** Opening Data to use block **

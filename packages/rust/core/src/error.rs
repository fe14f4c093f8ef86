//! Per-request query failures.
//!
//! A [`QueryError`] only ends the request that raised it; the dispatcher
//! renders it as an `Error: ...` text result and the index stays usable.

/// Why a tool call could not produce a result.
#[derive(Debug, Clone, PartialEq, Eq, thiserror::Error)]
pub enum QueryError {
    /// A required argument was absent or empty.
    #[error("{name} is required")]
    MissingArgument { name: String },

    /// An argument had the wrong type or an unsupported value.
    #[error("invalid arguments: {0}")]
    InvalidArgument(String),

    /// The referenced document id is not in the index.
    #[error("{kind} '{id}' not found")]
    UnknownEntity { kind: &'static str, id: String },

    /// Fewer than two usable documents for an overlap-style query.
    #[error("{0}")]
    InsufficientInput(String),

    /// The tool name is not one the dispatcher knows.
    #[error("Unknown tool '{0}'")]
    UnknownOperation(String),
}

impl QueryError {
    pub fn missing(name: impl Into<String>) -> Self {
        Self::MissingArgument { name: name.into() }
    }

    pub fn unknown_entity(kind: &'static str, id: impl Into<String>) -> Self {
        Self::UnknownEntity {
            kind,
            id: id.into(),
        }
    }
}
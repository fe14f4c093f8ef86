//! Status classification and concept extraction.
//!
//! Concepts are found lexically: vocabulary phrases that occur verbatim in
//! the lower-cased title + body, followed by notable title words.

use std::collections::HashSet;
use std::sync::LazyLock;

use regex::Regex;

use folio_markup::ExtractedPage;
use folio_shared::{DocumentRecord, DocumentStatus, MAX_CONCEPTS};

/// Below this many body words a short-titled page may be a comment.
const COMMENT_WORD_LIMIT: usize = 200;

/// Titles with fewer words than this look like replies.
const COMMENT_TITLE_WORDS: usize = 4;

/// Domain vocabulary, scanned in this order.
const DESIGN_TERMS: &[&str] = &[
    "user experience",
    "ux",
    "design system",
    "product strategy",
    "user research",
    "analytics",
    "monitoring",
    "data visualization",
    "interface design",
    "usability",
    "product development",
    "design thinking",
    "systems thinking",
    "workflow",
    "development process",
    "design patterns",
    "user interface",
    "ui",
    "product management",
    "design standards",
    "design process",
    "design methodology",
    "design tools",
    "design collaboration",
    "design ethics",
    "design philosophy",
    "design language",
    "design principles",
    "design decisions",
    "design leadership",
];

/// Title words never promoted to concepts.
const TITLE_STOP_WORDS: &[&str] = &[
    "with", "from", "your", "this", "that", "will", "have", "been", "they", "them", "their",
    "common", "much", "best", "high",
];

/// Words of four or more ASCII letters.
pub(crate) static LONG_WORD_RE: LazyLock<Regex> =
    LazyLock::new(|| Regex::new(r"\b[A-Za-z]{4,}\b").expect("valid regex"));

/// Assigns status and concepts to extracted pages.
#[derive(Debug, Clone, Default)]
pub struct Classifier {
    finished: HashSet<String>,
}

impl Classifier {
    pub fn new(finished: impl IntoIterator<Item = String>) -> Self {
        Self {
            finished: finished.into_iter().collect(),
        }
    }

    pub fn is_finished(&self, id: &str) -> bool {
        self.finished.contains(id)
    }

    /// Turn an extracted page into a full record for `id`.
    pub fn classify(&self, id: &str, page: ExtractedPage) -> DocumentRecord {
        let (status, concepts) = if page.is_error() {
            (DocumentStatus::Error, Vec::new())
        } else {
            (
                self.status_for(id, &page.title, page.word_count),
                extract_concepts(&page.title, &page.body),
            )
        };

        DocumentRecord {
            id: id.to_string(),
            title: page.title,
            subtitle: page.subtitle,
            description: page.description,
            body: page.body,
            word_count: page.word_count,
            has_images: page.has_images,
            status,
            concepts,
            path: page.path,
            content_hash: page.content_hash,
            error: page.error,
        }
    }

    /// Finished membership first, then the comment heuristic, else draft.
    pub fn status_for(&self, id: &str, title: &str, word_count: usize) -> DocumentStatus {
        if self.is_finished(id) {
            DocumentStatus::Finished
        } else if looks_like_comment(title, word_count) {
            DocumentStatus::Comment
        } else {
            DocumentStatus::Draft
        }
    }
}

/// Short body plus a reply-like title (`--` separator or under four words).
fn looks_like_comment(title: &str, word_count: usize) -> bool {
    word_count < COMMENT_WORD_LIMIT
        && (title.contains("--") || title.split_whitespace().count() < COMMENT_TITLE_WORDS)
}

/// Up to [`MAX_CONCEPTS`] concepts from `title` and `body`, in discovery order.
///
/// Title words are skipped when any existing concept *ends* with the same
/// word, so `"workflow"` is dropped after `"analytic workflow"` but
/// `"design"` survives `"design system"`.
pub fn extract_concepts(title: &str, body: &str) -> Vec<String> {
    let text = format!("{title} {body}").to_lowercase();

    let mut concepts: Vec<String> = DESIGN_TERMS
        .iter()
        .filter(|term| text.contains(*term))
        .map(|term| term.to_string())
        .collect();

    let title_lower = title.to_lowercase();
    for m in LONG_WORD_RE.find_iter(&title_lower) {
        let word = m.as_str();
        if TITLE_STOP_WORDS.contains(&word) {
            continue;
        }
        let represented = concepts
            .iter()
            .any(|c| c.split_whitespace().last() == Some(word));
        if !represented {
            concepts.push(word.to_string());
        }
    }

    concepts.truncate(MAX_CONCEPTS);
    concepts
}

** Closing Data to use block **
** Opening Data to use block **

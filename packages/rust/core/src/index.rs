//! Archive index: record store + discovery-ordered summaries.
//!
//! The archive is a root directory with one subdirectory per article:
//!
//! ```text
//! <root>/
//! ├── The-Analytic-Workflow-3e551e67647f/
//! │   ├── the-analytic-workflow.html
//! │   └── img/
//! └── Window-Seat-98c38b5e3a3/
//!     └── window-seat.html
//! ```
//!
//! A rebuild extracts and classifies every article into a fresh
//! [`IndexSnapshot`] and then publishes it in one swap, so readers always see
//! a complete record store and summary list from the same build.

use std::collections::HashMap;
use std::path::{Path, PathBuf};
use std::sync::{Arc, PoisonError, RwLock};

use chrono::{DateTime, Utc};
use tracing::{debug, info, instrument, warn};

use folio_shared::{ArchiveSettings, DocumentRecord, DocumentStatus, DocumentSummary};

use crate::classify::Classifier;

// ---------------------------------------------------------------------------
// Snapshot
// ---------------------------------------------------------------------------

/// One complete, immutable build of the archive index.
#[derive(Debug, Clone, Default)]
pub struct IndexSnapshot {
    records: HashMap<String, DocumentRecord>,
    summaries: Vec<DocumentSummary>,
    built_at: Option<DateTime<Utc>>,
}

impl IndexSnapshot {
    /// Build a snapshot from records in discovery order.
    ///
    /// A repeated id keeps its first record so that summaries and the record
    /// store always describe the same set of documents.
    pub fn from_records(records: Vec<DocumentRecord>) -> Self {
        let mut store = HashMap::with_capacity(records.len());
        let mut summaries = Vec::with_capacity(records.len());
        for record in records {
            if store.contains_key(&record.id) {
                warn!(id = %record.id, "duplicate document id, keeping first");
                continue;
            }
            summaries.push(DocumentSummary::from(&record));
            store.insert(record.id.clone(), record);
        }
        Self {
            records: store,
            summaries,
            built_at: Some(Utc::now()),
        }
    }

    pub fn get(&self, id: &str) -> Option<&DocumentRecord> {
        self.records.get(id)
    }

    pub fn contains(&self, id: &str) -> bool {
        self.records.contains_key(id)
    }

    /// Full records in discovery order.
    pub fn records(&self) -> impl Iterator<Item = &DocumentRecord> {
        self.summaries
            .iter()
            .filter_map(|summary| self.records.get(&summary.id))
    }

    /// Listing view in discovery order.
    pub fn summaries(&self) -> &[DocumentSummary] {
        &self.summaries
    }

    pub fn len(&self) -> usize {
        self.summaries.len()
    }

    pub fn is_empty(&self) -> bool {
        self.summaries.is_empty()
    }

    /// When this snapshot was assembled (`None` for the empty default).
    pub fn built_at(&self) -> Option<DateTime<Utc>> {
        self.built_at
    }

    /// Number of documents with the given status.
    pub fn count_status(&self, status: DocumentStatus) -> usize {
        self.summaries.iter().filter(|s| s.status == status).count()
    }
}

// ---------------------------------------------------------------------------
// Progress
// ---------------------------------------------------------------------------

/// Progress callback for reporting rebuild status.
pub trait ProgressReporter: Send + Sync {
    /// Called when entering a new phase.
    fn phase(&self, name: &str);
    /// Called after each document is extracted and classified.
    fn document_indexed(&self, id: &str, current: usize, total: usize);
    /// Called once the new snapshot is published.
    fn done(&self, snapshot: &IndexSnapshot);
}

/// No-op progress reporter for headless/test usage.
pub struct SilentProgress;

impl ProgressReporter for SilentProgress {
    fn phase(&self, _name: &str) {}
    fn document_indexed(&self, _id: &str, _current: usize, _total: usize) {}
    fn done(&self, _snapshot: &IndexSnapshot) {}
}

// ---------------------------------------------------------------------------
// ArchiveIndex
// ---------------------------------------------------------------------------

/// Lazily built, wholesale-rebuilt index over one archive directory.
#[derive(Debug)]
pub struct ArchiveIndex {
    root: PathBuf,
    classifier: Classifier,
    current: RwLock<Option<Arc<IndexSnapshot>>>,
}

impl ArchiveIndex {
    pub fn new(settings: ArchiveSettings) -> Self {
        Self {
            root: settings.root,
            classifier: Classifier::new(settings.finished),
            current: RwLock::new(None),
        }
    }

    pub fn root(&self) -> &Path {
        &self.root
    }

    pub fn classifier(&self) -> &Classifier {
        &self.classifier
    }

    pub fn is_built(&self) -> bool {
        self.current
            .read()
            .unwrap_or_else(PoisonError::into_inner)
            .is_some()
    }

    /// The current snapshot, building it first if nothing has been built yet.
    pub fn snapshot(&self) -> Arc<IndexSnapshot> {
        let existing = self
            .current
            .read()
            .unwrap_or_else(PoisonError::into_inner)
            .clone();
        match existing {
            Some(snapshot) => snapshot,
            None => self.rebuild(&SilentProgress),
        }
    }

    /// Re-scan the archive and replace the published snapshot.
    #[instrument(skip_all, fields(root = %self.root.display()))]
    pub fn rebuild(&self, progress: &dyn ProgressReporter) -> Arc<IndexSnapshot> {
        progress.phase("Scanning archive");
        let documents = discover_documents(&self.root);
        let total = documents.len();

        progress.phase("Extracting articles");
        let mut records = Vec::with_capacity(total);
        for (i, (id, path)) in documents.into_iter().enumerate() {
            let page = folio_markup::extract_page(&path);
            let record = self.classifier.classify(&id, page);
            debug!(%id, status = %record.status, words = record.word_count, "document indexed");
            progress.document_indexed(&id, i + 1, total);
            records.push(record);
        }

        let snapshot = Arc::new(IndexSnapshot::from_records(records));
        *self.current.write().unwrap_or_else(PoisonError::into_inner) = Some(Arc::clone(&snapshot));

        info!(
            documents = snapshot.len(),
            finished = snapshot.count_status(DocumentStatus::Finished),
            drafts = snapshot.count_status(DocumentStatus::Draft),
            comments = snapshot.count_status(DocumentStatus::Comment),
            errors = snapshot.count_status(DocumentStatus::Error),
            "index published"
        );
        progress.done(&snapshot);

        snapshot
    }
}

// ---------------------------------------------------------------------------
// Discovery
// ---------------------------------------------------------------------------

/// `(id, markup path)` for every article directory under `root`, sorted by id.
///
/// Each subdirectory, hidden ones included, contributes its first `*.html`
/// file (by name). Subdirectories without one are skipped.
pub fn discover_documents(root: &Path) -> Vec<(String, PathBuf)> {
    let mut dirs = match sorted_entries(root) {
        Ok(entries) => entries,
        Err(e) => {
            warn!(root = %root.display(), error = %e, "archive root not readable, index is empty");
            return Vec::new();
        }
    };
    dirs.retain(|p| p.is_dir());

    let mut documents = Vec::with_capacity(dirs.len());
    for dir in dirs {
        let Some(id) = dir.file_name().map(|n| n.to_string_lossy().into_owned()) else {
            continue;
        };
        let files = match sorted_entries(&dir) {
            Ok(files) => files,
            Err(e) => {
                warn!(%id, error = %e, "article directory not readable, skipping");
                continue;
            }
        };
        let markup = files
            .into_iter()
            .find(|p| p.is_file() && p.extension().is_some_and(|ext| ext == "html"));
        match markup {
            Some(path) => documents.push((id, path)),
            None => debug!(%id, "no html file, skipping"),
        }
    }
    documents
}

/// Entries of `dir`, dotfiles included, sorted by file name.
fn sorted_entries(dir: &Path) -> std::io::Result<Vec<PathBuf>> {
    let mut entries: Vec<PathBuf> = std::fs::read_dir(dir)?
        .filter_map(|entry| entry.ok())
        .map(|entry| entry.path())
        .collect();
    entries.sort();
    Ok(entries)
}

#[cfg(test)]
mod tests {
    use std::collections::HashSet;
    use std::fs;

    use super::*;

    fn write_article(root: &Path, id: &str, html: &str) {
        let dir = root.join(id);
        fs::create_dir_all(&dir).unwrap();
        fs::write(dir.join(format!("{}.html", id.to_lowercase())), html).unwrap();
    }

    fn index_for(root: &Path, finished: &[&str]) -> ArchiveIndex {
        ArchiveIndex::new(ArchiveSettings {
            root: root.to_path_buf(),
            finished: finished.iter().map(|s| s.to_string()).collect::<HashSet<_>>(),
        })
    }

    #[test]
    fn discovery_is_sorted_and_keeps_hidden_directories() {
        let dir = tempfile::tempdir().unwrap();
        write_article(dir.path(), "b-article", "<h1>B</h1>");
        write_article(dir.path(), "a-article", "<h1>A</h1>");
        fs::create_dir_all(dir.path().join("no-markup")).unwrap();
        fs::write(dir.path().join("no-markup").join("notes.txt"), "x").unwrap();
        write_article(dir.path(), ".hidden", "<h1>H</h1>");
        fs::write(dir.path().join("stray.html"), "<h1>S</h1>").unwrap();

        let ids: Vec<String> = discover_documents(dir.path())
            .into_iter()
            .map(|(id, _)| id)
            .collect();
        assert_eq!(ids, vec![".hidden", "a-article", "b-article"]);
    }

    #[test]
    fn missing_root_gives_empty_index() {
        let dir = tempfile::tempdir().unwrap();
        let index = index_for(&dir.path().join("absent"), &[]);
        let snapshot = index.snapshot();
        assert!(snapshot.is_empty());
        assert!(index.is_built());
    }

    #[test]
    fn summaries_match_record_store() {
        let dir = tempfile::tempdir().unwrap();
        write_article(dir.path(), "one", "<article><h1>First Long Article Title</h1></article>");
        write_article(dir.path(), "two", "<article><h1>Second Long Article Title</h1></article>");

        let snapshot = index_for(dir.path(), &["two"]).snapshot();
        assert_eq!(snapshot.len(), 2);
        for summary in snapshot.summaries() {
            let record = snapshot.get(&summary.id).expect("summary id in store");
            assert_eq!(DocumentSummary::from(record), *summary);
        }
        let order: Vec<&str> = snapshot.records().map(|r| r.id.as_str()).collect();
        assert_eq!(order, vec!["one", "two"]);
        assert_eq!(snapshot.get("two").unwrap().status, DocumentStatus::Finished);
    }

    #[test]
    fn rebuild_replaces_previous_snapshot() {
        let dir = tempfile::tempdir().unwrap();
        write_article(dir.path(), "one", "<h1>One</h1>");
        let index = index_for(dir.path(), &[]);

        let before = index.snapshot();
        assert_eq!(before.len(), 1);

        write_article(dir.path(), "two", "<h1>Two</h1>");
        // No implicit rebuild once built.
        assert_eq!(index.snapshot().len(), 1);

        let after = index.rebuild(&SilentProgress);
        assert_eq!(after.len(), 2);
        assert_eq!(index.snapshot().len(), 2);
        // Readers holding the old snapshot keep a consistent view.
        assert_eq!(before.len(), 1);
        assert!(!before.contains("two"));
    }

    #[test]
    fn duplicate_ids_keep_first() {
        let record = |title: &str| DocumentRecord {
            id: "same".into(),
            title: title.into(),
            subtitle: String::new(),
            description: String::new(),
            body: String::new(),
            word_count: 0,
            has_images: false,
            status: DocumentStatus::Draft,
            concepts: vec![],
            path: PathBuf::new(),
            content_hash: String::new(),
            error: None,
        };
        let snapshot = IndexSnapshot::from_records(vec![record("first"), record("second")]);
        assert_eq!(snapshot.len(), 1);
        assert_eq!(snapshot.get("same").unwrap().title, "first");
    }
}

** Closing Data to use block **

■ **Work required**: For every line above with the word "MissingArgument" in it, make a copy.

■ **Output for this task**:
    MissingArgument { name: String },
        Self::MissingArgument { name: name.into() }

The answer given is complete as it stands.